Sorry to keep harping on this, but for history's sake, I was one of the folks that got 'U' introduced in the first place. I was dealing with a nightmare of unix, mac and dos test files, 'U' was a godsend. On 4/5/11 4:51 PM, Matthew Brett wrote:
The difference between 'rt' and 'U' is (this is for my own benefit):
For 'rt', a '\r' does not cause a line break - with 'U' - it does.
Perhaps semantics, but what 'U' does is actually change any of the line breaks to '\n' -- any line breaking happens after the fact. In Py2, the difference between 'U' and 't' is that 't' assumes that any file read uses the native line endings -- a bad idea, IMHO. Back in the day, Guido argued that text file line ending conversion was the job of file transfer tools. The reality, however, is that users don't always use file transfer tools correctly, nor even understand the implications of line endings. All that being said, mac-style files are pretty rare these days. (though I bet I've got a few still kicking around)
Right - my argument is that the behavior implied by 'U' and 't' is conceptually separable. 'U' is for how to do line-breaks, and line-termination translations, 't' is for whether to decode the text or not. In python 3.
but 't' and 'U' are the same in python 3 -- there is no distinction. It seems you are arguing that there could/should be a way to translate line termination without decoding the text, but ...
In python 3 a binary file is a file which is not decoded, and returns bytes. It still has a concept of a 'line', as defined by line terminators - you can iterate over one, or do .readlines().
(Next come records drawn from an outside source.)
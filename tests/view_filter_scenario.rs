mod common;

use serde_json::json;
use wiremock::MockServer;

async fn sok_class_server() -> MockServer {
    let server = MockServer::start().await;
    common::mount_login(&server, "admin").await;
    common::mount_data(
        &server,
        json!([["Ms. Sok", "Female", 2, 125, 0, 0]]),
        json!([
            common::student_row("Dara", "Male", "Grade5", "Ms. Sok", "50 $", "2024-03-01"),
            common::student_row("Sreymom", "Female", "Grade5", "Ms. Sok", "75 $", "2024-03-15"),
        ]),
    )
    .await;
    server
}

#[tokio::test(flavor = "multi_thread")]
async fn teacher_and_date_range_narrow_to_one_record_with_split_totals() {
    let server = sok_class_server().await;
    let (_child, mut stdin, mut reader) = common::spawn_sidecar();
    let counts = common::open_session(&mut stdin, &mut reader, &server.uri());
    assert_eq!(counts["students"], json!(2));
    assert_eq!(counts["teachers"], json!(1));

    let view = common::request_ok(
        &mut stdin,
        &mut reader,
        "10",
        "students.filter",
        json!({ "teacher": "Ms. Sok", "dateFrom": "2024-03-01", "dateTo": "2024-03-10" }),
    );
    assert_eq!(view["pagination"]["totalItems"], json!(1));
    assert_eq!(view["rows"][0]["name"], json!("Dara"));
    assert_eq!(view["rows"][0]["fee"], json!(50.0));
    assert_eq!(view["totals"]["totalFee"], json!(50.0));
    assert_eq!(view["totals"]["teacherShare"], json!(40.0));
    assert_eq!(view["totals"]["schoolShare"], json!(10.0));

    // Re-applying the same criteria is a no-op on the outcome.
    let again = common::request_ok(
        &mut stdin,
        &mut reader,
        "11",
        "students.filter",
        json!({ "teacher": "Ms. Sok", "dateFrom": "2024-03-01", "dateTo": "2024-03-10" }),
    );
    assert_eq!(again, view);
}

#[tokio::test(flavor = "multi_thread")]
async fn all_sentinel_and_blank_criteria_are_wildcards() {
    let server = sok_class_server().await;
    let (_child, mut stdin, mut reader) = common::spawn_sidecar();
    common::open_session(&mut stdin, &mut reader, &server.uri());

    let view = common::request_ok(
        &mut stdin,
        &mut reader,
        "10",
        "students.filter",
        json!({ "teacher": "ALL", "grade": "", "gender": "ALL" }),
    );
    assert_eq!(view["pagination"]["totalItems"], json!(2));
    assert_eq!(view["criteria"]["teacher"], json!(null));
}

#[tokio::test(flavor = "multi_thread")]
async fn query_matches_either_name_or_teacher_case_insensitively() {
    let server = sok_class_server().await;
    let (_child, mut stdin, mut reader) = common::spawn_sidecar();
    common::open_session(&mut stdin, &mut reader, &server.uri());

    let view = common::request_ok(
        &mut stdin,
        &mut reader,
        "10",
        "students.filter",
        json!({ "query": "sreymom" }),
    );
    assert_eq!(view["pagination"]["totalItems"], json!(1));
    assert_eq!(view["rows"][0]["name"], json!("Sreymom"));

    let view = common::request_ok(
        &mut stdin,
        &mut reader,
        "11",
        "students.filter",
        json!({ "query": "ms. sok" }),
    );
    assert_eq!(view["pagination"]["totalItems"], json!(2));
}

#[tokio::test(flavor = "multi_thread")]
async fn records_without_a_parseable_date_fail_closed_under_date_bounds() {
    let server = MockServer::start().await;
    common::mount_login(&server, "admin").await;
    common::mount_data(
        &server,
        json!([]),
        json!([
            common::student_row("Dara", "Male", "Grade5", "Ms. Sok", "50", "2024-03-05"),
            common::student_row("NoDate", "Male", "Grade5", "Ms. Sok", "60", "pending"),
        ]),
    )
    .await;

    let (_child, mut stdin, mut reader) = common::spawn_sidecar();
    common::open_session(&mut stdin, &mut reader, &server.uri());

    let view = common::request_ok(
        &mut stdin,
        &mut reader,
        "10",
        "students.filter",
        json!({ "dateFrom": "2024-03-01" }),
    );
    assert_eq!(view["pagination"]["totalItems"], json!(1));
    assert_eq!(view["rows"][0]["name"], json!("Dara"));

    // Without date bounds the unparseable record is a normal row.
    let view = common::request_ok(&mut stdin, &mut reader, "11", "students.filter", json!({}));
    assert_eq!(view["pagination"]["totalItems"], json!(2));
}

#[tokio::test(flavor = "multi_thread")]
async fn empty_result_is_a_valid_page_one_of_one() {
    let server = sok_class_server().await;
    let (_child, mut stdin, mut reader) = common::spawn_sidecar();
    common::open_session(&mut stdin, &mut reader, &server.uri());

    let view = common::request_ok(
        &mut stdin,
        &mut reader,
        "10",
        "students.filter",
        json!({ "teacher": "Mr. Nobody" }),
    );
    assert_eq!(view["pagination"]["totalItems"], json!(0));
    assert_eq!(view["pagination"]["totalPages"], json!(1));
    assert_eq!(view["pagination"]["page"], json!(1));
    assert_eq!(view["pagination"]["start"], json!(0));
    assert_eq!(view["pagination"]["end"], json!(0));
    assert_eq!(view["rows"], json!([]));
    assert_eq!(view["totals"]["totalFee"], json!(0.0));
}
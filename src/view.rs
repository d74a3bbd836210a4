use std::cmp::Ordering;

use chrono::NaiveDate;
use icu_collator::{Collator, CollatorOptions, Strength};
use icu_locid::locale;
use serde::{Deserialize, Serialize};

use crate::schema::FieldKind;

/// Locale-aware text ordering for the view tables. Primary strength so
/// case and diacritics do not split otherwise-equal names; Khmer collation
/// rules since that is the script the sheets hold. Byte-wise ordering is
/// not an acceptable substitute for the name columns.
pub struct Collation {
    collator: Option<Collator>,
}

impl Collation {
    pub fn khmer() -> Self {
        let mut options = CollatorOptions::new();
        options.strength = Some(Strength::Primary);
        let collator = Collator::try_new(&locale!("km").into(), options).ok();
        if collator.is_none() {
            tracing::warn!("km collation data unavailable, falling back to case-folded ordering");
        }
        Collation { collator }
    }

    pub fn compare(&self, a: &str, b: &str) -> Ordering {
        match &self.collator {
            Some(c) => c.compare(a, b),
            None => a.to_lowercase().cmp(&b.to_lowercase()),
        }
    }
}

/// Active filter set. All criteria AND-combine and each is independently
/// optional; `None` selectors are wildcards (the IPC layer maps the "ALL"
/// sentinel down to `None` before it gets here).
#[derive(Debug, Clone, Default, Serialize)]
#[serde(rename_all = "camelCase")]
pub struct FilterCriteria {
    pub query: String,
    pub teacher: Option<String>,
    pub grade: Option<String>,
    pub gender: Option<String>,
    pub date_from: Option<NaiveDate>,
    pub date_to: Option<NaiveDate>,
}

#[derive(Debug, Clone, Copy, PartialEq, Eq, Serialize, Deserialize)]
#[serde(rename_all = "camelCase")]
pub enum SortDir {
    Asc,
    Desc,
}

impl SortDir {
    fn flipped(self) -> SortDir {
        match self {
            SortDir::Asc => SortDir::Desc,
            SortDir::Desc => SortDir::Asc,
        }
    }
}

#[derive(Debug, Clone, Copy, PartialEq, Eq, Serialize)]
#[serde(rename_all = "camelCase")]
pub struct SortSpec<K> {
    pub key: K,
    pub dir: SortDir,
}

pub const DEFAULT_PAGE_SIZE: usize = 10;

#[derive(Debug, Clone, Copy, PartialEq, Eq)]
pub struct PageSpec {
    /// 1-based; clamped against the filtered total at compute time.
    pub page: usize,
    pub page_size: usize,
}

impl Default for PageSpec {
    fn default() -> Self {
        PageSpec {
            page: 1,
            page_size: DEFAULT_PAGE_SIZE,
        }
    }
}

#[derive(Debug, Clone, Copy, PartialEq, Eq, Serialize)]
#[serde(rename_all = "camelCase")]
pub struct Pagination {
    pub page: usize,
    pub page_size: usize,
    pub total_items: usize,
    pub total_pages: usize,
    /// 1-based inclusive display range; 0-0 when the view is empty.
    pub start: usize,
    pub end: usize,
}

/// Clamp and slice bookkeeping. Pure; the caller slices with `start..end`.
pub fn paginate(total_items: usize, spec: &PageSpec) -> Pagination {
    let page_size = spec.page_size.max(1);
    let total_pages = (total_items.div_ceil(page_size)).max(1);
    let page = spec.page.clamp(1, total_pages);
    let begin = (page - 1) * page_size;
    let end = (begin + page_size).min(total_items);
    Pagination {
        page,
        page_size,
        total_items,
        total_pages,
        start: if total_items == 0 { 0 } else { begin + 1 },
        end,
    }
}

/// Aggregate over any subset of records: the filtered view gets its own
/// totals and the dashboard aggregates the complete sets separately.
#[derive(Debug, Clone, Copy, Default, PartialEq, Serialize)]
#[serde(rename_all = "camelCase")]
pub struct Totals {
    pub count: usize,
    pub students: i64,
    pub total_fee: f64,
    pub teacher_share: f64,
    pub school_share: f64,
}

pub fn aggregate<R: ViewRecord>(records: &[R]) -> Totals {
    let mut totals = Totals::default();
    for r in records {
        r.accumulate(&mut totals);
    }
    totals
}

/// A mapped, named-field record the pipeline can filter, sort and total.
pub trait ViewRecord: Clone {
    type Field: Copy + Eq;

    fn field_kind(f: Self::Field) -> FieldKind;
    fn text(&self, f: Self::Field) -> &str;
    fn number(&self, f: Self::Field) -> f64;
    fn date(&self, f: Self::Field) -> Option<NaiveDate>;
    fn matches(&self, criteria: &FilterCriteria) -> bool;
    fn accumulate(&self, totals: &mut Totals);
}

fn compare_by_field<R: ViewRecord>(a: &R, b: &R, f: R::Field, coll: &Collation) -> Ordering {
    match R::field_kind(f) {
        // Missing dates order before every real date ascending.
        FieldKind::Date => a.date(f).cmp(&b.date(f)),
        // Coerced numbers are always finite, so this order is total.
        FieldKind::Number => a
            .number(f)
            .partial_cmp(&b.number(f))
            .unwrap_or(Ordering::Equal),
        FieldKind::Text => coll.compare(a.text(f), b.text(f)),
    }
}

/// Explicit per-table view state, threaded through the pipeline as a value.
/// Transitions consume and return a state; nothing here mutates ambiently.
#[derive(Debug, Clone)]
pub struct ViewState<K: Copy + Eq> {
    pub criteria: FilterCriteria,
    pub sort: Option<SortSpec<K>>,
    pub page: PageSpec,
}

impl<K: Copy + Eq> Default for ViewState<K> {
    fn default() -> Self {
        ViewState {
            criteria: FilterCriteria::default(),
            sort: None,
            page: PageSpec::default(),
        }
    }
}

impl<K: Copy + Eq> ViewState<K> {
    /// Filter changes jump back to the first page.
    pub fn with_criteria(self, criteria: FilterCriteria) -> Self {
        ViewState {
            criteria,
            page: PageSpec {
                page: 1,
                ..self.page
            },
            ..self
        }
    }

    /// Picking the current sort key again flips direction; a new key sorts
    /// ascending. Either way the view returns to the first page.
    pub fn with_sort_key(self, key: K) -> Self {
        let sort = match self.sort {
            Some(s) if s.key == key => SortSpec {
                key,
                dir: s.dir.flipped(),
            },
            _ => SortSpec {
                key,
                dir: SortDir::Asc,
            },
        };
        ViewState {
            sort: Some(sort),
            page: PageSpec {
                page: 1,
                ..self.page
            },
            ..self
        }
    }

    pub fn with_page(self, page: usize) -> Self {
        ViewState {
            page: PageSpec { page, ..self.page },
            ..self
        }
    }

    /// Page-size changes keep the current page and rely on clamping alone.
    pub fn with_page_size(self, page_size: usize) -> Self {
        ViewState {
            page: PageSpec {
                page_size: page_size.max(1),
                ..self.page
            },
            ..self
        }
    }
}

#[derive(Serialize)]
#[serde(rename_all = "camelCase")]
#[serde(bound = "R: Serialize, R::Field: Serialize")]
pub struct ViewOutput<R: ViewRecord> {
    pub rows: Vec<R>,
    pub pagination: Pagination,
    /// Totals over the whole filtered view, not just the visible page.
    pub totals: Totals,
    pub sort: Option<SortSpec<R::Field>>,
    pub criteria: FilterCriteria,
}

/// Filter + stable sort without pagination, for export and print
/// consumers that want the whole current view.
pub fn filtered_records<R: ViewRecord>(
    records: &[R],
    state: &ViewState<R::Field>,
    coll: &Collation,
) -> Vec<R> {
    let mut filtered: Vec<R> = records
        .iter()
        .filter(|r| r.matches(&state.criteria))
        .cloned()
        .collect();

    if let Some(sort) = state.sort {
        filtered.sort_by(|a, b| {
            let ord = compare_by_field(a, b, sort.key, coll);
            match sort.dir {
                SortDir::Asc => ord,
                SortDir::Desc => ord.reverse(),
            }
        });
    }
    filtered
}

/// The whole pipeline in one synchronous pass: filter preserving input
/// order, stable sort, clamp + slice, aggregate the filtered subset.
/// Recomputed wholesale from the raw set on every change.
pub fn compute_view<R: ViewRecord>(
    records: &[R],
    state: &ViewState<R::Field>,
    coll: &Collation,
) -> ViewOutput<R> {
    let filtered = filtered_records(records, state, coll);
    let totals = aggregate(&filtered);
    let pagination = paginate(filtered.len(), &state.page);
    let rows = if pagination.total_items == 0 {
        Vec::new()
    } else {
        filtered[pagination.start - 1..pagination.end].to_vec()
    };

    ViewOutput {
        rows,
        pagination,
        totals,
        sort: state.sort,
        criteria: state.criteria.clone(),
    }
}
I'll take your word for it that it does, but that's not really a binary file then, it's a file that you are assuming is encoded in an ascii-compatible way. While I know that "practicality beats purity", we really should be opening the file as a text file (it is text, after all), and specifying utf-8 or latin-1 or something as the encoding. However, IIUC, then the issue here is later on down the line, numpy uses regular old C code, which expects ascii strings. In that case, we could encode the text as ascii, into a bytes object. That's a lot of overhead for line ending translation, so probably not worth it. But if nothing else, we should be clear in the docs that numpy text file reading code is expecting ascii-compatible data. (and it would be nice to get the line-ending translation)
Right - so obviously if you open a utf-16 file as binary, terrible things may happen - this was what Pauli was pointing out before. His point was that utf-8 is the standard,
but it's not the standard -- it's a common use, but not a standard -- ideally numpy wouldn't enforce any particular encoding (though it could default to one, and utf-8 would be a good choice for that)
Once you really make the distiction between text and binary, the concept of a "line terminator" doesn't really make sense anyway.
Well - I was arguing that, given we can iterate over lines in binary files, then there must be the concept of what a line is, in a binary file, and that means that we need the concept of a line terminator.
maybe, but that concept is built on a assumption that your file is ascii-compatible (for \n anyway), and you know what they say about assumptions...
I realize this is a discussion that would have to happen on the python-dev list...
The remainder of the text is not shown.